A grandes males, pequeños remedios, cuando no remedios que agravan el mal: a eso se ha quedado reducido el debate nacional sobre el empleo. Y sin embargo, después de las elasticidades, la “histéresis” y los índices, en la literatura económica hay bastante claridad sobre cuáles factores —y en cuál orden— hacen que el desempleo tenga más o menos incidencia en distintos países. Para destacar las cuatro principales:

—Definición del derecho (y el deber) de trabajar como ingrediente esencial de la “ciudadanía”. Aun en medio de su actual debacle, es el caso de Japón frente a Estados Unidos, el de Estados Unidos frente a Europa, el de Italia frente a Suecia, el de Mauricio frente al resto de Africa, el de Singapur frente a los “tigres”, el del estado de Kerala frente al resto de India, el de Chile frente a América Latina: mientras aquí no importa el desempleo, hay sociedades donde no se tolera.

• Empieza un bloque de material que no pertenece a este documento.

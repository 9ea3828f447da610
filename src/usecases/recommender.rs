//! Parlay Recommender - The Shared Engine Flow
//!
//! One user interaction is one pass through:
//! 1. Normalize raw odds into bet candidates
//! 2. Annotate candidates with model probabilities
//! 3. Select the user's legs (capped)
//! 4. Enumerate in-band parlays
//! 5. Size stakes (flat payout + Kelly)
//!
//! Inputs are injected values; the recommender holds no clock, scheduler
//! or cross-interaction state. Fetching inputs through the ports is a
//! separate step that completes before the engine runs.

use chrono::{DateTime, NaiveDate, Utc};
use serde::{Deserialize, Serialize};
use tracing::{info, instrument};
use uuid::Uuid;

use crate::config::{ParlayConfig, StakingConfig};
use crate::domain::bet::BetCandidate;
use crate::domain::error::{EngineError, EngineResult};
use crate::domain::parlay::{ParlayQuery, ParlaySet, ParlayStatus, enumerate_parlays};
use crate::domain::staking::{StakeRecommendation, StakingEngine};
use crate::domain::teams::TeamReference;
use crate::ports::model::ProbabilityModel;
use crate::ports::odds_feed::{OddsFeed, RawGameOdds};
use crate::ports::schedule::{ScheduleSource, ScheduleTable};

use super::annotator::annotate;
use super::normalizer::normalize;
use super::selection::select_bets;

/// Everything the engine consumes from its data collaborators.
#[derive(Debug, Clone, Default, PartialEq, Serialize, Deserialize)]
pub struct MarketInputs {
  pub odds: Vec<RawGameOdds>,
  pub schedule: ScheduleTable,
  pub teams: TeamReference,
}

/// Fetch odds, schedule and team reference through the ports.
#[instrument(skip(odds_feed, schedule_source))]
pub async fn fetch_inputs<O, S>(
  odds_feed: &O,
  schedule_source: &S,
  date: NaiveDate,
) -> anyhow::Result<MarketInputs>
where
  O: OddsFeed + ?Sized,
  S: ScheduleSource + ?Sized,
{
  let schedule = schedule_source.games_on(date).await?;
  let teams = schedule_source.team_reference().await?;
  let odds = odds_feed.fetch_odds().await?;
  info!(
    games = odds.len(),
    scheduled = schedule.rows.len(),
    teams = teams.len(),
    "Market inputs fetched"
  );
  Ok(MarketInputs {
    odds,
    schedule,
    teams,
  })
}

/// Output of one recommendation pass.
#[derive(Debug, Clone, PartialEq, Serialize, Deserialize)]
pub struct Recommendation {
  /// Unique ID of this pass, for log correlation.
  pub run_id: Uuid,
  pub generated_at: DateTime<Utc>,
  /// Legs the user selected, in pick order.
  pub selected: Vec<BetCandidate>,
  /// In-band parlays over the selection.
  pub parlays: ParlaySet,
  /// Stake sizing per parlay, same order as `parlays`.
  pub stakes: Vec<StakeRecommendation>,
}

impl Recommendation {
  pub fn status(&self) -> ParlayStatus {
    self.parlays.status
  }
}

/// Engine configured with parlay and staking parameters.
#[derive(Debug, Clone, Copy, PartialEq)]
pub struct ParlayRecommender {
  query: ParlayQuery,
  staking: StakingEngine,
  selection_cap: usize,
}

impl ParlayRecommender {
  pub fn new(query: ParlayQuery, staking: StakingEngine, selection_cap: usize) -> EngineResult<Self> {
    query.validate()?;
    if selection_cap == 0 {
      return Err(EngineError::invalid("selection cap must be at least 1"));
    }
    Ok(Self {
      query,
      staking,
      selection_cap,
    })
  }

  pub fn from_config(parlay: &ParlayConfig, staking: &StakingConfig) -> EngineResult<Self> {
    Self::new(
      ParlayQuery::new(parlay.max_legs, parlay.target_odds, parlay.margin)?,
      StakingEngine::new(staking.stake, staking.bankroll)?,
      parlay.selection_cap,
    )
  }

  pub fn query(&self) -> &ParlayQuery {
    &self.query
  }

  pub fn staking(&self) -> &StakingEngine {
    &self.staking
  }

  /// Normalize and annotate the full candidate pool.
  #[instrument(skip_all)]
  pub fn prepare(
    &self,
    inputs: &MarketInputs,
    model: &dyn ProbabilityModel,
  ) -> EngineResult<Vec<BetCandidate>> {
    let candidates = normalize(&inputs.odds, &inputs.schedule, &inputs.teams)?;
    annotate(candidates, model)
  }

  /// Build parlays and stake sizes over the selected pool entries.
  #[instrument(skip(self, pool), fields(pool = pool.len()))]
  pub fn recommend(&self, pool: &[BetCandidate], selection: &[usize]) -> EngineResult<Recommendation> {
    let selected = select_bets(pool, selection, self.selection_cap)?;
    self.recommend_selected(selected)
  }

  /// Build parlays and stake sizes over an explicit leg list.
  pub fn recommend_selected(&self, selected: Vec<BetCandidate>) -> EngineResult<Recommendation> {
    let run_id = Uuid::new_v4();
    let parlays = enumerate_parlays(&selected, &self.query)?;
    let stakes = self.staking.recommend_all(&parlays.parlays);

    info!(
      run_id = %run_id,
      selected = selected.len(),
      examined = parlays.examined,
      parlays = parlays.len(),
      status = ?parlays.status,
      "Parlay recommendation computed"
    );

    Ok(Recommendation {
      run_id,
      generated_at: Utc::now(),
      selected,
      parlays,
      stakes,
    })
  }
}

—Crecimiento económico sostenido. Aunque acá entran los enredos de elasticidad (qué tanto empleo por unidad de producto) histéresis (efecto retardado) y excepciones (la Unión Europea no creó ni un solo puesto de trabajo adicional entre 1973 y 1996), es claro que sin crecimiento no hay empleo. Por eso la política de recesión autoinfligida que desde 1995 vienen aplicando el Banco y los ministros, es la causa directa y principal del aumento en la tasa de desempleo y la precarización del empleo en nuestro medio.

—Educación para el trabajo y la competitividad. Como Nueva Zelanda, Corea o Costa Rica, la idea es adquirir competencias laborales genéricas o específicas, no sumar horas-nalga ni fabricar “doctores”. La idea es abrirse al mundo como exportador, no como importador. La idea es exportar bienes y servicios cerebro-intensivos en vez de sacar petróleo y meter coca.

—Empleo mínimo. Con un costo fiscal (cuestión de prioridades) y con cierto cuidado en el diseño (cuestión de aprovechar la vasta experiencia internacional), los programas de “emergencia”, mejor aún, los de “empleo garantizado” son un medio eficaz —y digno— para combatir la pobreza que sigue al desempleo. Cierto que “Empleos en Acción” —parte del Plan Colombia— está bien diseñado; pero generaría sólo 32.500 puestos y dejará por fuera los grandes centros urbanos.

De modo pues que no estamos haciendo lo que toca ni hablando de lo que toca. No tanto por no saber qué es lo que toca, sino por hacerles el quite a los problemas que toca.